BY NOW, YOU'VE PROBABLY NOTICED that Intel's Pentium M is gaining attention as a desktop processor, both in desktop motherboards and even in small form factor systems. One problem, however, has been the accompanying laptop chipset, which means greater expense as well as lesser performance relative to other desktop solutions.

Asus has decided to do something about that requirement in rather inventive fashion. The CT-479 is an adapter card that plugs into the processor socket of certain Asus Socket 478 motherboards and converts them to a Socket 479 configuration capable of accepting a Pentium M. This adapter neatly solves both the price and performance issues, the latter by supplying a dual-channel memory configuration unavailable in the Intel 855GME laptop chipset.

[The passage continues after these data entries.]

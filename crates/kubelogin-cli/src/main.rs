//! Main entry point for kubelogin

use clap::Parser;
use color_eyre::eyre::{eyre, Result, WrapErr};
use kubelogin_cli::cli::Args;

fn main() -> Result<()> {
    let args = Args::parse();
    let verbose = args.is_verbose();

    // Environment is set before the runtime spawns its worker threads
    if verbose {
        std::env::set_var("RUST_LIB_BACKTRACE", "1");
    }

    color_eyre::config::HookBuilder::default()
        .display_location_section(false)
        .display_env_section(false)
        .install()?;

    // stdout is reserved for the exec credential, logs go to stderr
    kubelogin_common::logging::init_cli_logging(&args.verbosity, "kubelogin=info")
        .map_err(|e| eyre!("Failed to initialize logging: {}", e))?;

    let runtime = tokio::runtime::Builder::new_multi_thread()
        .enable_all()
        .build()
        .wrap_err("Failed to start the async runtime")?;

    if let Err(report) = runtime.block_on(args.run()) {
        if verbose {
            eprintln!("error: {:?}", report);
        } else {
            eprintln!("error: {:#}", report);
        }
        std::process::exit(1);
    }
    Ok(())
}
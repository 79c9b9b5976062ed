//! OpenID Connect authentication for kubectl
//!
//! This module provides:
//! - The authorization code flow with PKCE through a loopback callback server
//! - The resource owner password credentials grant
//! - ID token verification against the provider's key set
//! - A file-backed token cache shared across invocations
//! - Kubeconfig and exec credential output

pub mod authorization;
pub mod browser;
pub mod callback_server;
pub mod credential;
pub mod flow;
pub mod kubeconfig;
pub mod oidc_client;
pub mod token_cache;
pub mod types;
pub mod verifier;

// Re-export commonly used types and functions
pub use browser::{BrowserLauncher, SystemBrowser};
pub use credential::{exec_credential, merge_into_kubeconfig, ExecCredential};
pub use flow::AuthenticationFlow;
pub use kubeconfig::{AuthProviderConfig, Kubeconfig, KubeconfigError};
pub use oidc_client::{OidcClient, ProviderMetadata, DEFAULT_HTTP_TIMEOUT};
pub use token_cache::{CacheError, CacheFingerprint, TokenCache};
pub use types::{
    default_token_cache_dir, AuthError, AuthResult, LoginRequest, TlsOptions, TokenSet,
    DEFAULT_CALLBACK_TIMEOUT, DEFAULT_LISTEN_PORTS,
};
pub use verifier::{TokenVerifier, VerificationError, DEFAULT_LEEWAY};
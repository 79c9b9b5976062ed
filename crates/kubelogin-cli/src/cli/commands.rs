use clap::{Args as ClapArgs, Subcommand};
use std::path::PathBuf;

/// Subcommands
#[derive(Subcommand, Debug)]
pub enum Commands {
    /// Run as a kubectl credential plugin
    GetToken(GetTokenArgs),

    /// Print the version information
    Version,
}

/// kubectl specific options
#[derive(ClapArgs, Debug, Clone, Default)]
pub struct KubectlOptions {
    /// Path to the kubeconfig file
    #[arg(long)]
    pub kubeconfig: Option<PathBuf>,

    /// The name of the kubeconfig context to use
    #[arg(long)]
    pub context: Option<String>,

    /// The name of the kubeconfig user to use. Prior to --context
    #[arg(long)]
    pub user: Option<String>,

    /// Path to a cert file for the certificate authority
    #[arg(long)]
    pub certificate_authority: Option<PathBuf>,

    /// If true, the server's certificate will not be checked for validity.
    /// This will make your HTTPS connections insecure
    #[arg(long)]
    pub insecure_skip_tls_verify: bool,
}

/// Options shared by login and get-token
#[derive(ClapArgs, Debug, Clone, Default)]
pub struct LoginOptions {
    /// Port to bind to the local server. If multiple ports are given, it
    /// will try the ports in order [default: 8000,18000]
    #[arg(long, value_delimiter = ',')]
    pub listen_port: Vec<u16>,

    /// If true, it does not open the browser on authentication
    #[arg(long)]
    pub skip_open_browser: bool,

    /// If set, perform the resource owner password credentials grant
    #[arg(long)]
    pub username: Option<String>,

    /// If set, use the password instead of asking it
    #[arg(long)]
    pub password: Option<String>,
}

/// Options of the get-token command
#[derive(ClapArgs, Debug, Clone, Default)]
pub struct GetTokenArgs {
    #[command(flatten)]
    pub login: LoginOptions,

    /// Issuer URL of the provider (mandatory)
    #[arg(long)]
    pub oidc_issuer_url: Option<String>,

    /// Client ID of the provider (mandatory)
    #[arg(long)]
    pub oidc_client_id: Option<String>,

    /// Client secret of the provider
    #[arg(long)]
    pub oidc_client_secret: Option<String>,

    /// Scopes to request to the provider
    #[arg(long, value_delimiter = ',')]
    pub oidc_extra_scope: Vec<String>,

    /// Path to a cert file for the certificate authority
    #[arg(long)]
    pub certificate_authority: Option<PathBuf>,

    /// If true, the server's certificate will not be checked for validity.
    /// This will make your HTTPS connections insecure
    #[arg(long)]
    pub insecure_skip_tls_verify: bool,

    /// Path to a directory for caching tokens [default: ~/.kube/cache/oidc-login]
    #[arg(long)]
    pub token_cache_dir: Option<PathBuf>,
}
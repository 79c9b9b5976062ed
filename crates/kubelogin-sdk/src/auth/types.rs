//! Authentication-related types and data structures
//!
//! This module defines the login request, the token set produced by a
//! successful authentication, and the error taxonomy shared by every stage
//! of the flow.

use super::kubeconfig::KubeconfigError;
use super::token_cache::CacheError;
use super::verifier::VerificationError;
use chrono::{DateTime, Utc};
use etcetera::home_dir;
use serde::{Deserialize, Serialize};
use std::path::PathBuf;
use std::time::Duration;

/// Result type for authentication operations
pub type AuthResult<T> = Result<T, AuthError>;

/// Ports tried in order for the loopback callback server
pub const DEFAULT_LISTEN_PORTS: [u16; 2] = [8000, 18000];

/// How long a browser login may take before the attempt is abandoned
pub const DEFAULT_CALLBACK_TIMEOUT: Duration = Duration::from_secs(300);

/// Scope always requested from the provider
pub const OPENID_SCOPE: &str = "openid";

/// Tokens expiring within this margin are treated as expired
pub const EXPIRY_MARGIN: Duration = Duration::from_secs(10);

/// TLS trust settings applied to every outbound provider call
#[derive(Debug, Clone, Default)]
pub struct TlsOptions {
    /// PEM encoded CA certificate trusted in addition to the system roots
    pub certificate_authority: Option<Vec<u8>>,
    /// Disable certificate verification entirely
    pub skip_verify: bool,
}

/// Parameters of a single login
///
/// Built once by the caller and only read afterwards.
#[derive(Debug, Clone)]
pub struct LoginRequest {
    /// Issuer URL of the OpenID Connect provider
    pub issuer_url: String,
    /// OAuth client ID
    pub client_id: String,
    /// OAuth client secret, if the client is confidential
    pub client_secret: Option<String>,
    /// Scopes requested in addition to `openid`
    pub extra_scopes: Vec<String>,
    /// Candidate ports for the callback server, tried in order
    pub listen_ports: Vec<u16>,
    /// Do not launch a browser, only print the authorization URL
    pub skip_browser: bool,
    /// Username for the resource owner password credentials grant
    pub username: Option<String>,
    /// Password for the resource owner password credentials grant
    pub password: Option<String>,
    /// TLS trust for the provider
    pub tls: TlsOptions,
    /// Deadline for the whole attempt, including waiting for the browser
    pub timeout: Duration,
    /// Tokens already held by the caller (e.g. from the kubeconfig)
    pub seed_tokens: Option<TokenSet>,
}

impl LoginRequest {
    /// Create a request with default ports and timeout
    pub fn new(issuer_url: impl Into<String>, client_id: impl Into<String>) -> Self {
        Self {
            issuer_url: issuer_url.into(),
            client_id: client_id.into(),
            client_secret: None,
            extra_scopes: Vec::new(),
            listen_ports: DEFAULT_LISTEN_PORTS.to_vec(),
            skip_browser: false,
            username: None,
            password: None,
            tls: TlsOptions::default(),
            timeout: DEFAULT_CALLBACK_TIMEOUT,
            seed_tokens: None,
        }
    }

    /// Scopes sent to the provider: `openid` first, then the extra scopes in
    /// the order given, without duplicates.
    pub fn scopes(&self) -> Vec<String> {
        let mut scopes = vec![OPENID_SCOPE.to_string()];
        for scope in &self.extra_scopes {
            let scope = scope.trim();
            if !scope.is_empty() && !scopes.iter().any(|s| s == scope) {
                scopes.push(scope.to_string());
            }
        }
        scopes
    }

    /// Whether the password grant is requested instead of the browser flow
    pub fn uses_password_grant(&self) -> bool {
        self.username.as_deref().is_some_and(|u| !u.is_empty())
    }

    /// Check mandatory parameters before any I/O happens
    pub fn validate(&self) -> AuthResult<()> {
        if self.issuer_url.trim().is_empty() {
            return Err(AuthError::Configuration("issuer URL is missing".to_string()));
        }
        url::Url::parse(&self.issuer_url).map_err(|e| {
            AuthError::Configuration(format!("invalid issuer URL {}: {}", self.issuer_url, e))
        })?;
        if self.client_id.trim().is_empty() {
            return Err(AuthError::Configuration("client ID is missing".to_string()));
        }
        if self.uses_password_grant() {
            if self.password.is_none() {
                return Err(AuthError::Configuration(
                    "password is required for the password grant".to_string(),
                ));
            }
        } else if self.listen_ports.is_empty() {
            return Err(AuthError::Configuration(
                "at least one listen port is required".to_string(),
            ));
        }
        Ok(())
    }
}

/// Tokens issued by the provider for one login
#[derive(Debug, Clone, PartialEq, Eq, Serialize, Deserialize)]
pub struct TokenSet {
    /// OAuth access token
    pub access_token: String,
    /// Refresh token, if the provider issued one
    pub refresh_token: Option<String>,
    /// Signed ID token; this is the bearer credential handed to kubectl
    pub id_token: String,
    /// Expiry of the credential (the ID token `exp` once verified)
    pub expires_at: DateTime<Utc>,
    /// When the tokens were issued
    pub issued_at: DateTime<Utc>,
}

impl TokenSet {
    /// Check if the token is expired, allowing for [`EXPIRY_MARGIN`]
    pub fn is_expired(&self) -> bool {
        self.expires_within(EXPIRY_MARGIN)
    }

    /// Check if the token expires within the specified duration
    pub fn expires_within(&self, duration: Duration) -> bool {
        let threshold = Utc::now()
            + chrono::Duration::from_std(duration).unwrap_or_else(|_| chrono::Duration::zero());
        self.expires_at <= threshold
    }
}

/// Authentication errors
#[derive(Debug, thiserror::Error)]
pub enum AuthError {
    /// Missing or invalid parameters, raised before any I/O
    #[error("Configuration error: {0}")]
    Configuration(String),

    /// None of the candidate ports could be bound
    #[error("No available port for the callback server (tried {ports:?})")]
    PortUnavailable { ports: Vec<u16> },

    /// The browser never came back before the deadline
    #[error("Timed out waiting for the authorization callback")]
    CallbackTimeout,

    /// Only callbacks with a wrong state arrived before the deadline
    #[error("Authorization callback state mismatch ({attempts} callback(s) rejected)")]
    CallbackStateMismatch { attempts: u32 },

    /// The provider rejected the request
    #[error("Provider error: {code}{}", .description.as_deref().map(|d| format!(" ({d})")).unwrap_or_default())]
    Provider {
        code: String,
        description: Option<String>,
    },

    /// Transport failure talking to the provider
    #[error("Network error during {stage}")]
    Network {
        stage: &'static str,
        #[source]
        source: reqwest::Error,
    },

    /// A network stage did not finish before the flow deadline
    #[error("Timed out during {0}")]
    Timeout(&'static str),

    /// The ID token did not pass verification
    #[error("ID token verification failed")]
    Verification(#[from] VerificationError),

    /// Token cache failure (absorbed by the flow, surfaced by direct cache use)
    #[error("Token cache error")]
    Cache(#[from] CacheError),

    /// Kubeconfig could not be read or updated
    #[error(transparent)]
    Kubeconfig(#[from] KubeconfigError),

    /// Callback server failure other than binding
    #[error("Callback server error: {0}")]
    CallbackServer(String),

    /// The caller cancelled the attempt
    #[error("Authentication cancelled")]
    Cancelled,

    /// Generic IO error
    #[error("IO error")]
    Io(#[from] std::io::Error),
}

impl AuthError {
    pub(crate) fn network(stage: &'static str, source: reqwest::Error) -> Self {
        Self::Network { stage, source }
    }

    pub(crate) fn provider(code: impl Into<String>, description: impl Into<String>) -> Self {
        Self::Provider {
            code: code.into(),
            description: Some(description.into()),
        }
    }
}

/// Default directory for the token cache (`~/.kube/cache/oidc-login`)
pub fn default_token_cache_dir() -> AuthResult<PathBuf> {
    let home = home_dir().map_err(|e| {
        AuthError::Configuration(format!("Failed to determine home directory: {}", e))
    })?;
    Ok(home.join(".kube").join("cache").join("oidc-login"))
}

#[cfg(test)]
mod tests {
    use super::*;

    fn token_set_expiring_in(seconds: i64) -> TokenSet {
        TokenSet {
            access_token: "access".to_string(),
            refresh_token: None,
            id_token: "id".to_string(),
            expires_at: Utc::now() + chrono::Duration::seconds(seconds),
            issued_at: Utc::now(),
        }
    }

    #[test]
    fn test_scopes_always_start_with_openid() {
        let mut request = LoginRequest::new("https://issuer.example.com", "kubernetes");
        request.extra_scopes = vec![
            "email".to_string(),
            "openid".to_string(),
            " groups ".to_string(),
            "email".to_string(),
        ];
        assert_eq!(request.scopes(), vec!["openid", "email", "groups"]);
    }

    #[test]
    fn test_validate_rejects_missing_issuer_and_client() {
        let request = LoginRequest::new("", "kubernetes");
        assert!(matches!(request.validate(), Err(AuthError::Configuration(_))));

        let request = LoginRequest::new("https://issuer.example.com", " ");
        assert!(matches!(request.validate(), Err(AuthError::Configuration(_))));

        let request = LoginRequest::new("not a url", "kubernetes");
        assert!(matches!(request.validate(), Err(AuthError::Configuration(_))));
    }

    #[test]
    fn test_validate_password_grant_needs_password() {
        let mut request = LoginRequest::new("https://issuer.example.com", "kubernetes");
        request.username = Some("alice".to_string());
        assert!(request.validate().is_err());

        request.password = Some("secret".to_string());
        request.listen_ports.clear();
        assert!(request.validate().is_ok());
    }

    #[test]
    fn test_token_expiry_with_margin() {
        assert!(token_set_expiring_in(-30).is_expired());
        assert!(token_set_expiring_in(5).is_expired());
        assert!(!token_set_expiring_in(3600).is_expired());
        assert!(token_set_expiring_in(3600).expires_within(Duration::from_secs(7200)));
    }

    #[test]
    fn test_provider_error_message_includes_description() {
        let err = AuthError::provider("invalid_grant", "code expired");
        assert_eq!(err.to_string(), "Provider error: invalid_grant (code expired)");

        let err = AuthError::Provider {
            code: "access_denied".to_string(),
            description: None,
        };
        assert_eq!(err.to_string(), "Provider error: access_denied");
    }
}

How well does the CT-479 adapt the Pentium M for desktop use? We're about to find out.

A look at the CT-479
Asus sells the CT-479 separately, allowing you to choose the motherboard for yourself. A list of the motherboards currently supported can be found here. Since support for the CT-479 requires a BIOS upgrade, it's unlikely that you'll be seeing CT-479 support on any non-Asus motherboards in the future.

The BIOS upgrade could prove to be an interesting problem. If your board doesn't have a recent BIOS version, you will likely need a Socket 478 CPU long enough to update the BIOS.

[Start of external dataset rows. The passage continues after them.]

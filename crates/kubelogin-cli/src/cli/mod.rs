//! Command line interface

pub mod args;
pub mod commands;
pub mod handlers;

pub use args::Args;
pub use commands::{Commands, GetTokenArgs, KubectlOptions, LoginOptions};
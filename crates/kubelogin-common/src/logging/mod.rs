//! Unified logging initialization for kubelogin binaries
//!
//! This module provides a standardized logging setup that respects the following priority order:
//! 1. CLI flags (`-v/-q`) - highest priority
//! 2. RUST_LOG environment variable
//! 3. Binary-specific defaults when RUST_LOG cannot be parsed
//!
//! Without either, logging stays off.
//!
//! Log output always goes to stderr. When kubelogin runs as a kubectl credential
//! plugin, stdout carries the `ExecCredential` document and must stay clean.

use anyhow::Result;
use clap_verbosity_flag::{LevelFilter, LogLevel, Verbosity};
use tracing_subscriber::{layer::SubscriberExt, util::SubscriberInitExt, EnvFilter};

/// Install the stderr subscriber with `filter`
fn install(filter: EnvFilter) -> Result<()> {
    tracing_subscriber::registry()
        .with(filter)
        .with(
            tracing_subscriber::fmt::layer()
                .with_writer(std::io::stderr)
                .with_target(true) // Show module path
                .with_file(true) // Show source file
                .with_line_number(true) // Show line number
                .compact(), // Use compact format
        )
        .try_init()?;

    Ok(())
}

/// Filter for the CLI: any `-v` turns on debug output, the highest count trace
///
/// Without flags the filter comes from `RUST_LOG`; `None` means logging stays off.
fn cli_filter<L: LogLevel>(
    verbosity: &Verbosity<L>,
    default_filter: &str,
) -> Result<Option<EnvFilter>> {
    let filter = match verbosity.log_level_filter() {
        LevelFilter::Off if std::env::var("RUST_LOG").is_ok() => {
            EnvFilter::try_from_default_env().unwrap_or_else(|_| EnvFilter::new(default_filter))
        }
        LevelFilter::Off => return Ok(None),
        LevelFilter::Trace => EnvFilter::try_new("trace")?,
        _ => EnvFilter::try_new("debug")?,
    };
    Ok(Some(filter))
}

/// Initialize logging for CLI tools that should have minimal output by default
///
/// Logging is only enabled when explicitly requested via flags or RUST_LOG.
///
/// # Arguments
///
/// * `verbosity` - The verbosity flags from clap (-v/-q)
/// * `default_filter` - Used when RUST_LOG is set but cannot be parsed
///
/// # Returns
///
/// * `true` if logging was initialized
/// * `false` if logging was not initialized (no flags and no RUST_LOG)
///
/// # Example
///
/// ```no_run
/// use clap::Parser;
/// use clap_verbosity_flag::{OffLevel, Verbosity};
/// use kubelogin_common::logging;
///
/// #[derive(Parser)]
/// struct Args {
///     #[clap(flatten)]
///     verbosity: Verbosity<OffLevel>,
/// }
///
/// let args = Args::parse();
/// logging::init_cli_logging(&args.verbosity, "kubelogin=info").unwrap();
/// ```
pub fn init_cli_logging<L: LogLevel>(
    verbosity: &Verbosity<L>,
    default_filter: &str,
) -> Result<bool> {
    match cli_filter(verbosity, default_filter)? {
        Some(filter) => {
            install(filter)?;
            Ok(true)
        }
        None => Ok(false),
    }
}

Here is a view of the bottom of the CT-479 board. There's not much to see here except 478 pins. (Uhh, yeah, I counted them...) The board itself is pretty small, since it has to fit inside the Socket 478 heatsink retention bracket and can't protrude past the arm on the motherboard socket.

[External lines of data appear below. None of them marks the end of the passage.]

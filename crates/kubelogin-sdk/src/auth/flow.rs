//! Authentication flow orchestration
//!
//! [`AuthenticationFlow::authenticate`] turns a [`LoginRequest`] into a
//! verified [`TokenSet`]. It reuses a cached token when one is still valid,
//! tries the refresh token next and only then starts a new login, either
//! through the browser (authorization code with PKCE) or with the resource
//! owner password credentials grant.

use super::authorization::AuthorizationState;
use super::browser::{BrowserLauncher, SystemBrowser};
use super::callback_server::CallbackServer;
use super::oidc_client::{ClientCredentials, OidcClient, ProviderMetadata};
use super::token_cache::{CacheFingerprint, TokenCache};
use super::types::{AuthError, AuthResult, LoginRequest, TokenSet};
use super::verifier::TokenVerifier;
use chrono::{TimeZone, Utc};
use std::future::Future;
use std::sync::Arc;
use tokio::time::Instant;
use tokio_util::sync::CancellationToken;
use tracing::{debug, info, instrument};

/// Run `operation` until it finishes, the deadline passes or `cancel` fires
async fn guarded<T>(
    stage: &'static str,
    deadline: Instant,
    cancel: &CancellationToken,
    operation: impl Future<Output = AuthResult<T>>,
) -> AuthResult<T> {
    tokio::select! {
        biased;
        _ = cancel.cancelled() => Err(AuthError::Cancelled),
        _ = tokio::time::sleep_until(deadline) => Err(AuthError::Timeout(stage)),
        result = operation => result,
    }
}

/// Orchestrates cache lookup, refresh and interactive login
pub struct AuthenticationFlow {
    client: OidcClient,
    verifier: TokenVerifier,
    cache: Option<TokenCache>,
    browser: Arc<dyn BrowserLauncher>,
}

impl AuthenticationFlow {
    /// Create a flow without a token cache that opens the system browser
    pub fn new(client: OidcClient) -> Self {
        Self {
            client,
            verifier: TokenVerifier::default(),
            cache: None,
            browser: Arc::new(SystemBrowser),
        }
    }

    pub fn with_cache(mut self, cache: TokenCache) -> Self {
        self.cache = Some(cache);
        self
    }

    pub fn with_browser(mut self, browser: Arc<dyn BrowserLauncher>) -> Self {
        self.browser = browser;
        self
    }

    pub fn with_verifier(mut self, verifier: TokenVerifier) -> Self {
        self.verifier = verifier;
        self
    }

    /// Obtain a verified token set for `request`
    #[instrument(skip_all, fields(issuer = %request.issuer_url, client_id = %request.client_id))]
    pub async fn authenticate(
        &self,
        request: &LoginRequest,
        cancel: &CancellationToken,
    ) -> AuthResult<TokenSet> {
        request.validate()?;
        if cancel.is_cancelled() {
            return Err(AuthError::Cancelled);
        }

        let deadline = Instant::now() + request.timeout;
        let fingerprint = CacheFingerprint::for_request(request);

        if let Some(existing) = self.existing_tokens(&fingerprint, request).await {
            if !existing.is_expired() {
                info!("Using cached token valid until {}", existing.expires_at);
                return Ok(existing);
            }

            if let Some(refresh_token) = existing.refresh_token.as_deref() {
                match self.refresh(request, refresh_token, deadline, cancel).await {
                    Ok(tokens) => {
                        self.store(&fingerprint, &tokens).await;
                        return Ok(tokens);
                    }
                    Err(AuthError::Cancelled) => return Err(AuthError::Cancelled),
                    Err(e) => {
                        info!("Token refresh failed, starting a new login: {}", e);
                    }
                }
            }
        }

        let tokens = if request.uses_password_grant() {
            self.password_login(request, deadline, cancel).await?
        } else {
            self.browser_login(request, deadline, cancel).await?
        };

        self.store(&fingerprint, &tokens).await;
        Ok(tokens)
    }

    /// Cached record for the fingerprint, else the tokens the caller already holds
    async fn existing_tokens(
        &self,
        fingerprint: &CacheFingerprint,
        request: &LoginRequest,
    ) -> Option<TokenSet> {
        if let Some(cache) = &self.cache {
            match cache.get(fingerprint).await {
                Ok(Some(record)) => {
                    debug!("Found token cache record {}", fingerprint);
                    return Some(record.token_set);
                }
                Ok(None) => debug!("No token cache record for {}", fingerprint),
                Err(e) => debug!("Token cache lookup failed: {}", e),
            }
        }
        request.seed_tokens.clone()
    }

    async fn store(&self, fingerprint: &CacheFingerprint, tokens: &TokenSet) {
        if let Some(cache) = &self.cache {
            if let Err(e) = cache.put(fingerprint, tokens).await {
                debug!("Failed to write token cache: {}", e);
            }
        }
    }

    fn credentials(request: &LoginRequest) -> ClientCredentials {
        ClientCredentials {
            client_id: request.client_id.clone(),
            client_secret: request.client_secret.clone(),
        }
    }

    async fn discover(
        &self,
        request: &LoginRequest,
        deadline: Instant,
        cancel: &CancellationToken,
    ) -> AuthResult<Arc<ProviderMetadata>> {
        guarded(
            "discovery",
            deadline,
            cancel,
            self.client.discover(&request.issuer_url),
        )
        .await
    }

    async fn refresh(
        &self,
        request: &LoginRequest,
        refresh_token: &str,
        deadline: Instant,
        cancel: &CancellationToken,
    ) -> AuthResult<TokenSet> {
        debug!("Refreshing expired token");
        let metadata = self.discover(request, deadline, cancel).await?;
        let tokens = guarded(
            "token refresh",
            deadline,
            cancel,
            self.client
                .refresh(&metadata, &Self::credentials(request), refresh_token),
        )
        .await?;
        self.verified(&metadata, request, tokens, None, deadline, cancel)
            .await
    }

    async fn password_login(
        &self,
        request: &LoginRequest,
        deadline: Instant,
        cancel: &CancellationToken,
    ) -> AuthResult<TokenSet> {
        let username = request.username.as_deref().unwrap_or_default();
        let password = request.password.as_deref().unwrap_or_default();
        info!("Logging in with the password grant as {}", username);

        let metadata = self.discover(request, deadline, cancel).await?;
        let tokens = guarded(
            "password grant",
            deadline,
            cancel,
            self.client.exchange_password(
                &metadata,
                &Self::credentials(request),
                username,
                password,
                &request.scopes(),
            ),
        )
        .await?;
        self.verified(&metadata, request, tokens, None, deadline, cancel)
            .await
    }

    async fn browser_login(
        &self,
        request: &LoginRequest,
        deadline: Instant,
        cancel: &CancellationToken,
    ) -> AuthResult<TokenSet> {
        let metadata = self.discover(request, deadline, cancel).await?;
        let server = CallbackServer::bind(&request.listen_ports).await?;
        let state = AuthorizationState::new(server.redirect_uri(), deadline);
        let url = state.authorization_url(&metadata, &request.client_id, &request.scopes())?;

        self.browser.show_url(&url);
        if !request.skip_browser {
            let browser = self.browser.clone();
            let url = url.clone();
            tokio::task::spawn_blocking(move || {
                if let Err(e) = browser.open(&url) {
                    debug!("Failed to open browser: {}", e);
                }
            });
        }

        // Only a callback carrying the expected state completes the wait
        let response = server
            .wait_for_callback(state.state().to_string(), state.deadline(), cancel)
            .await?;

        let tokens = guarded(
            "token exchange",
            deadline,
            cancel,
            self.client.exchange_authorization_code(
                &metadata,
                &Self::credentials(request),
                &response.code,
                state.code_verifier(),
                state.redirect_uri(),
            ),
        )
        .await?;
        self.verified(&metadata, request, tokens, Some(state.nonce()), deadline, cancel)
            .await
    }

    /// Verify the ID token and take its `exp` as the expiry of the set
    async fn verified(
        &self,
        metadata: &ProviderMetadata,
        request: &LoginRequest,
        mut tokens: TokenSet,
        nonce: Option<&str>,
        deadline: Instant,
        cancel: &CancellationToken,
    ) -> AuthResult<TokenSet> {
        let claims = guarded(
            "ID token verification",
            deadline,
            cancel,
            self.client.verify_id_token(
                metadata,
                &self.verifier,
                &tokens.id_token,
                &request.client_id,
                nonce,
            ),
        )
        .await?;

        if let Some(expires_at) = Utc.timestamp_opt(claims.exp, 0).single() {
            tokens.expires_at = expires_at;
        }
        info!("Authenticated as {}", claims.email.as_deref().unwrap_or(&claims.sub));
        Ok(tokens)
    }
}

#[cfg(test)]
mod tests {
    use super::*;
    use crate::auth::types::TlsOptions;
    use std::time::Duration;

    fn flow() -> AuthenticationFlow {
        AuthenticationFlow::new(
            OidcClient::new(&TlsOptions::default(), Duration::from_secs(1)).unwrap(),
        )
    }

    #[tokio::test]
    async fn test_invalid_request_fails_before_io() {
        let request = LoginRequest::new("", "kubernetes");
        let result = flow()
            .authenticate(&request, &CancellationToken::new())
            .await;
        assert!(matches!(result, Err(AuthError::Configuration(_))));
    }

    #[tokio::test]
    async fn test_already_cancelled() {
        let request = LoginRequest::new("http://127.0.0.1:1", "kubernetes");
        let cancel = CancellationToken::new();
        cancel.cancel();
        let result = flow().authenticate(&request, &cancel).await;
        assert!(matches!(result, Err(AuthError::Cancelled)));
    }

    #[tokio::test]
    async fn test_valid_seed_tokens_skip_network() {
        let mut request = LoginRequest::new("http://127.0.0.1:1", "kubernetes");
        let seed = TokenSet {
            access_token: String::new(),
            refresh_token: None,
            id_token: "stored".to_string(),
            expires_at: Utc::now() + chrono::Duration::hours(1),
            issued_at: Utc::now(),
        };
        request.seed_tokens = Some(seed.clone());

        let tokens = flow()
            .authenticate(&request, &CancellationToken::new())
            .await
            .unwrap();
        assert_eq!(tokens, seed);
    }

    #[tokio::test]
    async fn test_guarded_deadline() {
        let result: AuthResult<()> = guarded(
            "discovery",
            Instant::now() + Duration::from_millis(10),
            &CancellationToken::new(),
            std::future::pending(),
        )
        .await;
        assert!(matches!(result, Err(AuthError::Timeout("discovery"))));
    }
}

The view from the top is a little more interesting. In addition to the laptop socket, there is a floppy-style power connector for the circuitry on the board, as well as jumpers to choose between a 400MHz and 533MHz front-side bus. The kit includes a Molex to floppy adapter cable as well.


The CT-479 also comes with its own heatsink. It's considerably lighter and smaller than most Northwood coolers, let alone the gargantuan Prescott models. The cut-out allows space for the jumpers and power connector on the CT-479.

Installing the CT-479 is a piece of cake. Lift up the arm on the motherboard's socket, and the CT-479 just drops right in:


I left the arm up to give you a better idea how the board fits into the confines of the socket area. Once you've lowered the arm, you'll need to install a Pentium M or Celeron M processor into the CT-479 socket, and then install the heatsink.